Le terme « intelligence artificielle » a d’ailleurs toujours désigné un idéal plutôt qu’une réalité. En replaçant l’IA dans son contexte historique, on remarque qu’elle a traversé plusieurs périodes de désintérêt répétitives qui ont forcé les chercheurs à favoriser d’autres termes pour décrire leurs activités et s’attirer du financement : apprentissage automatique, par exemple, ou encore informatique. Si la révolution annoncée n’a pas eu lieu, on constate cependant que les technologies d’IA déployées à ce jour contribuent à creuser les inégalités sociales, comme la technologie est mise au service d’un système économique qui favorise les clivages. C’est peut-être de ça qu’il faut s’inquiéter, et non d’une potentielle extinction humaine.

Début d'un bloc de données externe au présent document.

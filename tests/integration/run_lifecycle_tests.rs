/*!
 * End-to-end runs of the orchestrator with scripted translators
 */

use anyhow::Result;
use std::fs;

use chunkwise::context::ContextSection;
use chunkwise::errors::{RunError, TranslatorError};
use chunkwise::pipeline::RunPhase;
use chunkwise::providers::{ScriptedAction, ScriptedTranslator};
use chunkwise::session::{ChunkStatus, RunStore};
use chunkwise::subtitle_processor::SubtitleCollection;
use chunkwise::validation::FailureReason;

use crate::common;

/// A clean run over 320 blocks dispatches each chunk once and keeps every timing
#[tokio::test]
async fn test_run_withFaithfulTranslator_shouldTranslateEveryBlock() -> Result<()> {
    common::init_logging();
    let temp_dir = common::create_temp_dir()?;
    let input = common::create_test_subtitle(temp_dir.path(), "episode.srt", 320)?;
    let output = temp_dir.path().join("episode.fr.srt");
    let translator = ScriptedTranslator::new();

    let mut orchestrator = common::scripted_orchestrator(common::test_run_settings(150, 5), temp_dir.path(), &translator);
    let report = orchestrator.run(&input, &output).await?;

    assert_eq!(orchestrator.phase(), RunPhase::Done);
    assert_eq!(report.chunk_count, 3);
    assert_eq!(report.block_count, 320);
    assert_eq!(report.dispatched, vec![1, 2, 3]);
    assert!(!report.resumed);
    assert_eq!(report.summary.validated, 3);
    assert_eq!(report.summary.attempts, 3);

    let source = SubtitleCollection::from_file(&input)?.blocks;
    let translated = SubtitleCollection::from_file(&output)?.blocks;
    assert_eq!(translated.len(), 320);
    for (out, src) in translated.iter().zip(&source) {
        assert_eq!(out.index, src.index);
        assert_eq!(out.time_range.raw(), src.time_range.raw());
        assert_eq!(out.lines, vec![format!("[fr] {}", src.lines[0])]);
    }

    let store = orchestrator.store();
    assert!(store.chunk_path(1).exists());
    assert!(store.candidate_path(3).exists());
    assert!(store.manifest_path().exists());
    Ok(())
}

/// Two timing violations then a pass leave the chunk VALIDATED after 3 attempts
#[tokio::test]
async fn test_run_withTwoTimestampViolations_shouldRetryUntilPass() -> Result<()> {
    let temp_dir = common::create_temp_dir()?;
    let input = common::create_test_subtitle(temp_dir.path(), "episode.srt", 320)?;
    let output = temp_dir.path().join("out.srt");
    let translator = ScriptedTranslator::new()
        .on(2, ScriptedAction::ShiftTimestamp)
        .on(2, ScriptedAction::ShiftTimestamp);

    let mut orchestrator = common::scripted_orchestrator(common::test_run_settings(150, 5), temp_dir.path(), &translator);
    let report = orchestrator.run(&input, &output).await?;

    assert_eq!(report.dispatched, vec![1, 2, 2, 2, 3]);
    let attempts: Vec<u32> = translator.calls_for(2).iter().map(|c| c.attempt).collect();
    assert_eq!(attempts, vec![1, 2, 3]);

    let state = orchestrator.store().load_state()?.expect("state file");
    assert_eq!(state.chunks[1].status, ChunkStatus::Validated);
    assert_eq!(state.chunks[1].attempts, 3);

    let issues = fs::read_to_string(orchestrator.store().issues_log_path())?;
    assert_eq!(issues.matches("TIMESTAMP_CHANGED").count(), 2);
    assert!(orchestrator.store().rejected_path(2).exists());
    assert!(output.exists());
    Ok(())
}

/// Three structural failures exhaust the chunk and stop the run without output
#[tokio::test]
async fn test_run_withThreeFailures_shouldAbortWithRetryExhausted() -> Result<()> {
    let temp_dir = common::create_temp_dir()?;
    let input = common::create_test_subtitle(temp_dir.path(), "episode.srt", 320)?;
    let output = temp_dir.path().join("out.srt");
    let translator = ScriptedTranslator::new()
        .on(2, ScriptedAction::DropBlock)
        .on(2, ScriptedAction::DropBlock)
        .on(2, ScriptedAction::DropBlock);

    let mut orchestrator = common::scripted_orchestrator(common::test_run_settings(150, 5), temp_dir.path(), &translator);
    let error = orchestrator.run(&input, &output).await.unwrap_err();

    match error {
        RunError::RetryExhausted { chunk_id, attempts, reason } => {
            assert_eq!(chunk_id, 2);
            assert_eq!(attempts, 3);
            assert_eq!(reason, FailureReason::BlockCountMismatch { expected: 160, found: 159 });
        }
        other => panic!("unexpected error: {:?}", other),
    }
    assert_eq!(orchestrator.phase(), RunPhase::Aborted);
    assert!(!output.exists());
    assert_eq!(translator.calls_for(3).len(), 0);

    let state = orchestrator.store().load_state()?.expect("state file");
    assert_eq!(state.chunks[0].status, ChunkStatus::Validated);
    assert_eq!(state.chunks[1].status, ChunkStatus::Failed);
    assert_eq!(state.chunks[2].status, ChunkStatus::Pending);
    assert!(state.chunks[1].last_error.as_deref().unwrap_or_default().starts_with("BLOCK_COUNT_MISMATCH"));
    Ok(())
}

/// A FAILED chunk blocks later invocations until the run is restarted
#[tokio::test]
async fn test_run_afterFailedChunk_shouldRefuseUntilFresh() -> Result<()> {
    let temp_dir = common::create_temp_dir()?;
    let input = common::create_test_subtitle(temp_dir.path(), "episode.srt", 40)?;
    let output = temp_dir.path().join("out.srt");
    let failing = ScriptedTranslator::new()
        .on(1, ScriptedAction::SwapBlocks)
        .on(1, ScriptedAction::SwapBlocks);
    let settings = common::test_run_settings(20, 2).with_max_attempts(2);

    let mut first = common::scripted_orchestrator(settings.clone(), temp_dir.path(), &failing);
    assert!(matches!(first.run(&input, &output).await, Err(RunError::RetryExhausted { .. })));

    let untouched = ScriptedTranslator::new();
    let mut second = common::scripted_orchestrator(settings.clone(), temp_dir.path(), &untouched);
    match second.run(&input, &output).await {
        Err(RunError::PreviouslyFailed { chunk_id, last_error }) => {
            assert_eq!(chunk_id, 1);
            assert!(last_error.starts_with("INDEX_MISMATCH"));
        }
        other => panic!("unexpected result: {:?}", other),
    }
    assert_eq!(untouched.request_count(), 0);

    let mut third = common::scripted_orchestrator(settings.with_fresh(true), temp_dir.path(), &untouched);
    let report = third.run(&input, &output).await?;
    assert_eq!(report.dispatched, vec![1, 2]);
    assert!(output.exists());
    Ok(())
}

/// Recoverable translator errors consume attempts like validation failures
#[tokio::test]
async fn test_run_withRecoverableTranslatorError_shouldRetry() -> Result<()> {
    let temp_dir = common::create_temp_dir()?;
    let input = common::create_test_subtitle(temp_dir.path(), "episode.srt", 10)?;
    let output = temp_dir.path().join("out.srt");
    let translator = ScriptedTranslator::new().on(1, ScriptedAction::Fail("model overloaded".to_string()));

    let mut orchestrator = common::scripted_orchestrator(common::test_run_settings(10, 2), temp_dir.path(), &translator);
    let report = orchestrator.run(&input, &output).await?;

    assert_eq!(report.dispatched, vec![1, 1]);
    let issues = fs::read_to_string(orchestrator.store().issues_log_path())?;
    assert!(issues.contains("TRANSLATOR_ERROR"));
    assert!(issues.contains("model overloaded"));
    Ok(())
}

/// An unrecoverable error aborts at once and returns the chunk to PENDING
#[tokio::test]
async fn test_run_withUnrecoverableTranslatorError_shouldAbortWithoutConsumingAttempt() -> Result<()> {
    let temp_dir = common::create_temp_dir()?;
    let input = common::create_test_subtitle(temp_dir.path(), "episode.srt", 320)?;
    let output = temp_dir.path().join("out.srt");
    let translator = ScriptedTranslator::new().on(2, ScriptedAction::Abort("invalid credentials".to_string()));

    let mut orchestrator = common::scripted_orchestrator(common::test_run_settings(150, 5), temp_dir.path(), &translator);
    match orchestrator.run(&input, &output).await {
        Err(RunError::TranslatorAborted { chunk_id, source }) => {
            assert_eq!(chunk_id, 2);
            assert_eq!(source, TranslatorError::Unrecoverable("invalid credentials".to_string()));
        }
        other => panic!("unexpected result: {:?}", other),
    }

    let state = orchestrator.store().load_state()?.expect("state file");
    assert_eq!(state.chunks[1].status, ChunkStatus::Pending);
    assert_eq!(state.chunks[1].attempts, 0);
    assert!(!output.exists());
    Ok(())
}

/// Amendments of rejected attempts never reach the context; committed ones are
/// visible to every later chunk
#[tokio::test]
async fn test_run_withAmendments_shouldCommitOnlyValidatedOnes() -> Result<()> {
    let temp_dir = common::create_temp_dir()?;
    let input = common::create_test_subtitle(temp_dir.path(), "episode.srt", 30)?;
    let output = temp_dir.path().join("out.srt");
    let translator = ScriptedTranslator::new()
        .on_with_amendment(1, ScriptedAction::DropBlock, common::term_amendment("Rejected term: nope"))
        .on_with_amendment(1, ScriptedAction::Translate, common::term_amendment("Kessel: keep untranslated"))
        .on_with_amendment(2, ScriptedAction::Translate, common::term_amendment("Falcon: le Faucon"));

    let mut orchestrator = common::scripted_orchestrator(common::test_run_settings(10, 2), temp_dir.path(), &translator);
    let report = orchestrator.run(&input, &output).await?;
    assert_eq!(report.context_revision, 2);

    let first = translator.calls_for(1);
    assert_eq!(first.len(), 2);
    assert!(first.iter().all(|call| call.context_revision == 0));

    let second = &translator.calls_for(2)[0];
    assert_eq!(second.context_revision, 1);
    assert!(second.context.contains("Kessel: keep untranslated"));
    assert!(!second.context.contains("Rejected term"));

    let third = &translator.calls_for(3)[0];
    assert_eq!(third.context_revision, 2);
    assert!(third.context.contains("Falcon: le Faucon"));

    let store = orchestrator.store();
    let context = store.load_context()?.expect("context file");
    assert_eq!(context.revision(), 2);
    assert_eq!(context.section(ContextSection::Terms).len(), 2);
    assert!(store.amendment_path(1).exists());
    assert!(!store.amendment_path(3).exists());

    let state = store.load_state()?.expect("state file");
    let revisions: Vec<Option<u64>> = state.chunks.iter().map(|c| c.context_revision).collect();
    assert_eq!(revisions, vec![Some(1), Some(2), Some(2)]);
    Ok(())
}

/// Malformed input stops the run before any dispatch
#[tokio::test]
async fn test_run_withMalformedInput_shouldFailBeforeDispatch() -> Result<()> {
    let temp_dir = common::create_temp_dir()?;
    let input = common::create_test_file(
        temp_dir.path(),
        "broken.srt",
        "1\n00:00:01,000 --> 00:00:02,000\nA\n\n2\nnot a timing\nB\n",
    )?;
    let output = temp_dir.path().join("out.srt");
    let translator = ScriptedTranslator::new();

    let mut orchestrator = common::scripted_orchestrator(common::test_run_settings(10, 2), temp_dir.path(), &translator);
    let error = orchestrator.run(&input, &output).await.unwrap_err();

    assert!(matches!(error, RunError::Subtitle(_)));
    assert_eq!(translator.request_count(), 0);
    assert!(!RunStore::new(temp_dir.path().join("run")).has_manifest());
    Ok(())
}

/// An invalid window is rejected before anything is written
#[tokio::test]
async fn test_run_withInvalidWindow_shouldReturnChunkError() -> Result<()> {
    let temp_dir = common::create_temp_dir()?;
    let input = common::create_test_subtitle(temp_dir.path(), "episode.srt", 10)?;
    let translator = ScriptedTranslator::new();

    let mut orchestrator = common::scripted_orchestrator(common::test_run_settings(4, 4), temp_dir.path(), &translator);
    let error = orchestrator.run(&input, &temp_dir.path().join("out.srt")).await.unwrap_err();

    assert!(matches!(error, RunError::Chunk(_)));
    assert_eq!(translator.request_count(), 0);
    Ok(())
}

La génération Alpha débarque sur l’internet

La présence de ceux qu’on appelle parfois les « iPad Kids » se fait désormais sentir sur le web. En 2023, la popularité écrasante d’une série de courtes vidéos connue sous le nom de « Skibidi Toilet » et diffusée sur des plateformes comme YouTube (36,7 millions d’abonnés)1 et TikTok a cristallisé l’influence numérique croissante de ces jeunes internautes nés depuis 2010. Créée par l’animateur Alexey Gerasimov (alias DaFuq!?Boom!), cette production étrange et sans paroles met en scène une armée d’humanoïdes à cravate encastrés dans des toilettes. Ces derniers mènent une guerre sans merci contre des individus avec des caméras ou des télés à la place du visage. Mon neveu de 7 ans ne tarit pas d’enthousiasme pour ces créatures dystopiques qui risquent d’en dérouter plus d’un. Devant ces productions culturelles nouveau genre, parions que plusieurs internautes commenceront à se sentir vieux.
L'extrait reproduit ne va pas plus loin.